WHAT YOU SHOULD DO: Your task is to filter the data below down to the lines holding "filename".

Records drawn from a dataset:
━━━━
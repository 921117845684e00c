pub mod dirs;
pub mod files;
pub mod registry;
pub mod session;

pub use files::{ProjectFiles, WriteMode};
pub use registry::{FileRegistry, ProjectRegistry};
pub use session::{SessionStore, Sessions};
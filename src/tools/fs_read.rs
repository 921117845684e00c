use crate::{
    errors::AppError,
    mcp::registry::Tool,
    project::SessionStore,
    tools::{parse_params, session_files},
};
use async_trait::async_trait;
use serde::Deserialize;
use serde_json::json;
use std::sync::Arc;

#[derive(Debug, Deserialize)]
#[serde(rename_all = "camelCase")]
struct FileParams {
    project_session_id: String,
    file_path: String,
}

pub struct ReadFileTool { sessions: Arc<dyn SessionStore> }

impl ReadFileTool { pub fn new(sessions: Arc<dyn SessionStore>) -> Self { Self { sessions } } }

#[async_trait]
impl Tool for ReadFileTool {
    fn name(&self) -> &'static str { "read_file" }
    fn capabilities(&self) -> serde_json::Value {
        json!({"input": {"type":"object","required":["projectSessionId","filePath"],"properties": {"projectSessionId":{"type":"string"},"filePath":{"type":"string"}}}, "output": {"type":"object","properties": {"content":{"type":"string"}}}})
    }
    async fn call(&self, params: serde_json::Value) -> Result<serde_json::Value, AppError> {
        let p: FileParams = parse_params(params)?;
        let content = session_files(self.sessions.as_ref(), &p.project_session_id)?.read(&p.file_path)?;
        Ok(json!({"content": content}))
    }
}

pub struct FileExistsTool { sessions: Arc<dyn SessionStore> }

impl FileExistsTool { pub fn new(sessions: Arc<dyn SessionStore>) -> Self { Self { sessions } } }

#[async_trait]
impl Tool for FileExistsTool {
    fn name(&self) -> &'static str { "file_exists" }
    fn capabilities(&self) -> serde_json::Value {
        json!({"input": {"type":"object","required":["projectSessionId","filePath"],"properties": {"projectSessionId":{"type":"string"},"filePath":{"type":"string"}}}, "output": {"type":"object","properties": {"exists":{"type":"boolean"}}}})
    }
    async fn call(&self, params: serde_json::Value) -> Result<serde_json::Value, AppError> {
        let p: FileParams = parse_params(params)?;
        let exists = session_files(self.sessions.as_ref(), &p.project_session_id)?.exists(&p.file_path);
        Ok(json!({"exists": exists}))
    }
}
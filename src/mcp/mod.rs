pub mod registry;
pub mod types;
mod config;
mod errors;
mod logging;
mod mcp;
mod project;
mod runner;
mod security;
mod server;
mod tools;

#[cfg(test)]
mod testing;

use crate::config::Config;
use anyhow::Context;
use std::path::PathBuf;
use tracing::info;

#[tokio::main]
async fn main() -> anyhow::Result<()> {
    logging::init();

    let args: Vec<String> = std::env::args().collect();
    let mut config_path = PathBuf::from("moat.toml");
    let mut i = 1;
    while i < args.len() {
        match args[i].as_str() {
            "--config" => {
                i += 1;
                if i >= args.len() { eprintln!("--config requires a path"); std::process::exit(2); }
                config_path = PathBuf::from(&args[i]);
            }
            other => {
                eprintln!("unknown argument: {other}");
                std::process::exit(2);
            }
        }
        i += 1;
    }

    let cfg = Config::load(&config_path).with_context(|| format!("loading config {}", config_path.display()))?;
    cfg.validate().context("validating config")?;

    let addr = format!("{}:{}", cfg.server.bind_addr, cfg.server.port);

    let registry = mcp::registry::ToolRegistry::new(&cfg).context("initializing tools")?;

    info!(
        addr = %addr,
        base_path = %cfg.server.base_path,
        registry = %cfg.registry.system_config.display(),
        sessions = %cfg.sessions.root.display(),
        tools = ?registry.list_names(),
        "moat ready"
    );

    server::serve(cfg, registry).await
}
━━━━
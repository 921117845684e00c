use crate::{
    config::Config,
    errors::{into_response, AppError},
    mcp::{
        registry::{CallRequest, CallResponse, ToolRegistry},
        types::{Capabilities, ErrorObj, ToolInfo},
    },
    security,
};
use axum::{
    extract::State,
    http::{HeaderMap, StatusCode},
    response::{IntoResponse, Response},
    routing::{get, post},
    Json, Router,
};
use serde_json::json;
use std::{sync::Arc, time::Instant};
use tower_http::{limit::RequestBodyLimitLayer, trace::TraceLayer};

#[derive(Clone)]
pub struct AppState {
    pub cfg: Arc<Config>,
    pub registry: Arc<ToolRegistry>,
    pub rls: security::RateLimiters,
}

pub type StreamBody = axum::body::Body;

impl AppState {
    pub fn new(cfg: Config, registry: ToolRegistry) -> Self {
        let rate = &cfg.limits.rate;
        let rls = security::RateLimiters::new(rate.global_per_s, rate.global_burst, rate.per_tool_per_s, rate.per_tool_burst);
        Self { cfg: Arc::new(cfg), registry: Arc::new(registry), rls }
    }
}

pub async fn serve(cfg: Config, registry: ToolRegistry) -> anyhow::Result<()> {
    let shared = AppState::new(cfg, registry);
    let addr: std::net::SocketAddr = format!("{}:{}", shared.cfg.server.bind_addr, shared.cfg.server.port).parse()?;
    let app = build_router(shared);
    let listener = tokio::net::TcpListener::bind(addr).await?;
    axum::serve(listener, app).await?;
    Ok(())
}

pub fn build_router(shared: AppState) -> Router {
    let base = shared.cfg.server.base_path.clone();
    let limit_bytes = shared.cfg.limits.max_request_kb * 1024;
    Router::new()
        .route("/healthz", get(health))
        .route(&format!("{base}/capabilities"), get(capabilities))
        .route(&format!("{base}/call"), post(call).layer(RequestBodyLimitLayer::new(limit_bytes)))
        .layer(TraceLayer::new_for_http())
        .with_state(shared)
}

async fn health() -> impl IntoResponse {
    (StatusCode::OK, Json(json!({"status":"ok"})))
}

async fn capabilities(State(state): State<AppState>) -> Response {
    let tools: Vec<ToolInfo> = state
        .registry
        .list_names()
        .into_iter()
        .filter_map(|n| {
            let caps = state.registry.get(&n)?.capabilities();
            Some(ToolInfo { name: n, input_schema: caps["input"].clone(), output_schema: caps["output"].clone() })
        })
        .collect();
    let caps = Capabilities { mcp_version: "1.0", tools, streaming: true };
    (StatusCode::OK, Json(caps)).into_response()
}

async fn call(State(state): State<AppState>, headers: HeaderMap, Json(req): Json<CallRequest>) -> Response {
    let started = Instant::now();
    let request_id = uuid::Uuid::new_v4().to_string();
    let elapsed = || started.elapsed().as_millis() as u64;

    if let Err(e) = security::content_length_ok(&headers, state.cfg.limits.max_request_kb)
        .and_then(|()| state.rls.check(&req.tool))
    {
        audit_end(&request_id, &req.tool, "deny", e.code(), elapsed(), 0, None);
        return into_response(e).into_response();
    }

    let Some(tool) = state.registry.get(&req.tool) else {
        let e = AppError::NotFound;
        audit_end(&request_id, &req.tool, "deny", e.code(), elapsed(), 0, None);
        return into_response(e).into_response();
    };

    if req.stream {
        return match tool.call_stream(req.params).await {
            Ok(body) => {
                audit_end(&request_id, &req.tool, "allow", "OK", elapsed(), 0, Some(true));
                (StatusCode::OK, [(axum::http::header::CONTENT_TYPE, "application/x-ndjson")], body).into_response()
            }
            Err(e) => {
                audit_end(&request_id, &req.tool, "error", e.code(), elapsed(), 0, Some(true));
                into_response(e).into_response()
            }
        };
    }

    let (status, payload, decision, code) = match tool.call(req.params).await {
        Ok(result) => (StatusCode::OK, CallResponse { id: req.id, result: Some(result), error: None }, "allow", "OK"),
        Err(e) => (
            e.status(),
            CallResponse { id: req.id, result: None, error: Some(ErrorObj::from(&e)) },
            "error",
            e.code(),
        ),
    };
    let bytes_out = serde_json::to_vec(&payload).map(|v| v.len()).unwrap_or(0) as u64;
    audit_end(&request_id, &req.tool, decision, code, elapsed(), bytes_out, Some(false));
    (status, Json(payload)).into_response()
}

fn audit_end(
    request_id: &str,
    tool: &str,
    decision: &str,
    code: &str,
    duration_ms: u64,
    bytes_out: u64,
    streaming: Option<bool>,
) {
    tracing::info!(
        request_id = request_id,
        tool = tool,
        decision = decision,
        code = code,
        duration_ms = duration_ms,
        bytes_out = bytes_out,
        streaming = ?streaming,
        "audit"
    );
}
━━━━
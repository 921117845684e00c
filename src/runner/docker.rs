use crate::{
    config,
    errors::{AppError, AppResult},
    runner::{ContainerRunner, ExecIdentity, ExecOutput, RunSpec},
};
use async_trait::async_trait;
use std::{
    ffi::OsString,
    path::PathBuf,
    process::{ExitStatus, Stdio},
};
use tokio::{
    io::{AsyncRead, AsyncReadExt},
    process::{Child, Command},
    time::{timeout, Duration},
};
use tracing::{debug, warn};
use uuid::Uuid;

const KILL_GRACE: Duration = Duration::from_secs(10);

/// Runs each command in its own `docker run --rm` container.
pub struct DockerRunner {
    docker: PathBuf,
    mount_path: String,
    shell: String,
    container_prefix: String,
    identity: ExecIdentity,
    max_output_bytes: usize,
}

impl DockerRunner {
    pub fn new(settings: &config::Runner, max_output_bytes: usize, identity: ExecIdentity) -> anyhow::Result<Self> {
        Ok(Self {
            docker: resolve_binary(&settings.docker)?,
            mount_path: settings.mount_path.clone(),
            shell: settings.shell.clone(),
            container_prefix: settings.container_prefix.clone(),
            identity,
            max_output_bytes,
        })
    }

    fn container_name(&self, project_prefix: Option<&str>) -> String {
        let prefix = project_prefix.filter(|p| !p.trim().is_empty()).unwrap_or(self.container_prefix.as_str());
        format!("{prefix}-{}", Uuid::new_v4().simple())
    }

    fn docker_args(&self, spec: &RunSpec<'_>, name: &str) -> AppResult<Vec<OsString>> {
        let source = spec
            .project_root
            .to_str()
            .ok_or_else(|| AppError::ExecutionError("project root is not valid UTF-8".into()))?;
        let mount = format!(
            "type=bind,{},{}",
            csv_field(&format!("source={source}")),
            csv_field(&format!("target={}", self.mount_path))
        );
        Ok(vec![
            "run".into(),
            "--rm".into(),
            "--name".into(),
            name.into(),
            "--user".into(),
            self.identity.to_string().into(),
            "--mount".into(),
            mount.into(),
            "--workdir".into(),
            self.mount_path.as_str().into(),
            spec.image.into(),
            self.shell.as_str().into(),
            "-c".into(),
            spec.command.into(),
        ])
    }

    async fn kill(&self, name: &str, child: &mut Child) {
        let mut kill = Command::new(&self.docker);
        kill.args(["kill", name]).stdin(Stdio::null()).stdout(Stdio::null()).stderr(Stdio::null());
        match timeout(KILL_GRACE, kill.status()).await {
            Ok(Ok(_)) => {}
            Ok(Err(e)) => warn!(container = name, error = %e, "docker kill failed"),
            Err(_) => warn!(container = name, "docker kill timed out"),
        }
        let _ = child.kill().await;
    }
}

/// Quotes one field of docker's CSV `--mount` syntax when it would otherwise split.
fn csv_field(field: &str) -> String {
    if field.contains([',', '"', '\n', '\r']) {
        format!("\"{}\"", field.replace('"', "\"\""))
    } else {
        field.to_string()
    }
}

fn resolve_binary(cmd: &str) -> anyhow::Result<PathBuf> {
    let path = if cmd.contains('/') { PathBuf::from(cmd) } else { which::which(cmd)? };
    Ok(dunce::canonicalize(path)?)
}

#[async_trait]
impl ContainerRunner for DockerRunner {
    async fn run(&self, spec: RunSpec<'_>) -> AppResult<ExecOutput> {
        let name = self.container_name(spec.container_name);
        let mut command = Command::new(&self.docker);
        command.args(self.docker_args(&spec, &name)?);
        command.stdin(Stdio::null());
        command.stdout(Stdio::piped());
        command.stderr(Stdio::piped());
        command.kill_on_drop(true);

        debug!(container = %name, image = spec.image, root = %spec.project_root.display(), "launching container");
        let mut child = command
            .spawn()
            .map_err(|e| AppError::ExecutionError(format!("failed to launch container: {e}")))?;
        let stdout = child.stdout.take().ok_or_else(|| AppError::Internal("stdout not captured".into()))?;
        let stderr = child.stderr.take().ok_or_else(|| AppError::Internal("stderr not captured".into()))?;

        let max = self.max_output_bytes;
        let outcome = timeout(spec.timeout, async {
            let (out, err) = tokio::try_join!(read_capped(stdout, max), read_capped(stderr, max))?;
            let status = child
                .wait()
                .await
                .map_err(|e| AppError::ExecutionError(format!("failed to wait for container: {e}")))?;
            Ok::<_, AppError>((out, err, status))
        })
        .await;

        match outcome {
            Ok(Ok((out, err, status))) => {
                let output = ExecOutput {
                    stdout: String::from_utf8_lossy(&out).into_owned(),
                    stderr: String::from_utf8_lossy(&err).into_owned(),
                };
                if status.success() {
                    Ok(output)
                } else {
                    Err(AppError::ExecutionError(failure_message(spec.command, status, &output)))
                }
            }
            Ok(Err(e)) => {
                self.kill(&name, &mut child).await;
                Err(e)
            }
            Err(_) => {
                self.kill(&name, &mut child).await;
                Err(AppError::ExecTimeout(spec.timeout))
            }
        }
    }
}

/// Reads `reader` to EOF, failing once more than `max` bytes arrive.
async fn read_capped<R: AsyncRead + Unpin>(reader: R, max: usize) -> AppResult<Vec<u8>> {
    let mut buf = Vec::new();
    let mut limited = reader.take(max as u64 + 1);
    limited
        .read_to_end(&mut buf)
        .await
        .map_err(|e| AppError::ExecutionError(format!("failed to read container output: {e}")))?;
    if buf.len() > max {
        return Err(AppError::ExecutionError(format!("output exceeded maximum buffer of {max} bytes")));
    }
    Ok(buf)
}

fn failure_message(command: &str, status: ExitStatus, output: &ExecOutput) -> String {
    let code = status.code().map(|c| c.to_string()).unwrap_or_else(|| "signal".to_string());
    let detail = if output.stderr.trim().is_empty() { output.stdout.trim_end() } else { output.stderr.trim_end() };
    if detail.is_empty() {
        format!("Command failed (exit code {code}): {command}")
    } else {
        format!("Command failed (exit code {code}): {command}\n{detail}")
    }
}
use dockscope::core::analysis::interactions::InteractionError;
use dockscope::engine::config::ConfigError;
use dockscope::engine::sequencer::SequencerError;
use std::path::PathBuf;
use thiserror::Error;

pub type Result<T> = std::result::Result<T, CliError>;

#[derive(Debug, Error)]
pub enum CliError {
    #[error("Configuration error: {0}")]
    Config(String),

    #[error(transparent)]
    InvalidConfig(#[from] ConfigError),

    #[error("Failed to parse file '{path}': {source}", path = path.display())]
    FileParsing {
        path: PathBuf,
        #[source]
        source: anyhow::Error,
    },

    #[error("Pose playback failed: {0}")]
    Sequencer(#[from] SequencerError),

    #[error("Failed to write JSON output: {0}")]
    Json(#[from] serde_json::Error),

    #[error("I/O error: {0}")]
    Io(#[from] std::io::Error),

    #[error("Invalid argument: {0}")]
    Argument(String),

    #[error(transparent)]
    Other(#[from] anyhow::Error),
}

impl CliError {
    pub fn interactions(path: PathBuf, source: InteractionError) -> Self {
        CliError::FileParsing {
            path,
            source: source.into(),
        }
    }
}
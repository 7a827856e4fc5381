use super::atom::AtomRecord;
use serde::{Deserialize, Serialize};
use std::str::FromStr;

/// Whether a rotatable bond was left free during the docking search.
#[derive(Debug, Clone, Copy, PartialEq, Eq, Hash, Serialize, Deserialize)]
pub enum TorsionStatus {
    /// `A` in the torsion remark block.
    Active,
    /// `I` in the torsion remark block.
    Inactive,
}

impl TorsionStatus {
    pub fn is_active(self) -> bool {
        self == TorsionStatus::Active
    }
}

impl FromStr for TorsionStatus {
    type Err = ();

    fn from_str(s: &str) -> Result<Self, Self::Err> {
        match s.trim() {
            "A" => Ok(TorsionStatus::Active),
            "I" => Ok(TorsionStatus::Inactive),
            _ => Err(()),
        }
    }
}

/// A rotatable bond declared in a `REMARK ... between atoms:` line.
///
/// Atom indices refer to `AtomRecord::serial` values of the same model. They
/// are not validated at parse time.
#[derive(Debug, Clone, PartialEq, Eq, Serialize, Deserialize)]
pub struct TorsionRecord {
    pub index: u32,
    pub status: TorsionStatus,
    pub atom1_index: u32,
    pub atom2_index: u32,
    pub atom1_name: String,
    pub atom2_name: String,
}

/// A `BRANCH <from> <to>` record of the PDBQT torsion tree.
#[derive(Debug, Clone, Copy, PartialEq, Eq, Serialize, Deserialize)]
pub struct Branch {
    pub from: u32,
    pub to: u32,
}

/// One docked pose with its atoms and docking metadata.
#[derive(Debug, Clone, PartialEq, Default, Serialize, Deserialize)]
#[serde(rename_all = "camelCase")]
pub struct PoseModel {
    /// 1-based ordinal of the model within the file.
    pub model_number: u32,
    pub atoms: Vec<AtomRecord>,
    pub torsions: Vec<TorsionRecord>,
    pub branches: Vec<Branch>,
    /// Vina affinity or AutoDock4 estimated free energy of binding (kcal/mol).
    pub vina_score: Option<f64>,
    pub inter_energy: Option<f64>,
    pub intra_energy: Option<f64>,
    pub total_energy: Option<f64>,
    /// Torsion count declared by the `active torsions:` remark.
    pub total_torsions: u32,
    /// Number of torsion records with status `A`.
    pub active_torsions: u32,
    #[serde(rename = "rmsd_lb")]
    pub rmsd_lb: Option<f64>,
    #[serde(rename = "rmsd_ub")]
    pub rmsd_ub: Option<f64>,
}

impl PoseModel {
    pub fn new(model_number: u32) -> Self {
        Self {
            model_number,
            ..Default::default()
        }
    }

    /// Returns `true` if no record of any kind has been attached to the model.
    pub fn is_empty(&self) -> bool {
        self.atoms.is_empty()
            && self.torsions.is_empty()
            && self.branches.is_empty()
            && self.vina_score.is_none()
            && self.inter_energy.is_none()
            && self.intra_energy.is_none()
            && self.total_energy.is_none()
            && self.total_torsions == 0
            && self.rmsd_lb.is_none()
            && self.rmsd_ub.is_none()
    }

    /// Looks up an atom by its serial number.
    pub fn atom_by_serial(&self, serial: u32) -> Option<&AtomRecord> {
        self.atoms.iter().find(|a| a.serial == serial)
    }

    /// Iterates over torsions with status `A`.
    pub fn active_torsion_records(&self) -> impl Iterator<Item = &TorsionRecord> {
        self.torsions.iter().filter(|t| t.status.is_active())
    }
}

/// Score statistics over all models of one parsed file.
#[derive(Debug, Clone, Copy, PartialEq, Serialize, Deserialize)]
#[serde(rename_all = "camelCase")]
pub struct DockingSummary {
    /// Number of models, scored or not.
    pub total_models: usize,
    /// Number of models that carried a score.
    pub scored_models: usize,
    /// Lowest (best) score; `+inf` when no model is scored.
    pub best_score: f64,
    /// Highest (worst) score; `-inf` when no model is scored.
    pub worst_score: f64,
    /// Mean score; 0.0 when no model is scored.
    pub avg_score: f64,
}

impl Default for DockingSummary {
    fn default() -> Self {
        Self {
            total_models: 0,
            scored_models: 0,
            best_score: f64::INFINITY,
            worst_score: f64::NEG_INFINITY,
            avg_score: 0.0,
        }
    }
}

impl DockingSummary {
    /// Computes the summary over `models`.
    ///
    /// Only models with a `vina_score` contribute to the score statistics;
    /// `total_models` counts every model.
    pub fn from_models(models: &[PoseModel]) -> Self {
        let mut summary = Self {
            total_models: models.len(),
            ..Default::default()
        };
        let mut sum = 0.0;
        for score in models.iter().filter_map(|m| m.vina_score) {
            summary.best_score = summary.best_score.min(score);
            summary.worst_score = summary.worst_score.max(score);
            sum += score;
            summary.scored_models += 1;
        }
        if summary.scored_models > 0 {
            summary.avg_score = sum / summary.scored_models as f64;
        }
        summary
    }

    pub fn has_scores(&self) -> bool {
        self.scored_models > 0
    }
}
━━━━
TASK RESPONSE:
filename src/tools/fs_read.rs
filename src/mcp/mod.rs
filename src/runner/docker.rs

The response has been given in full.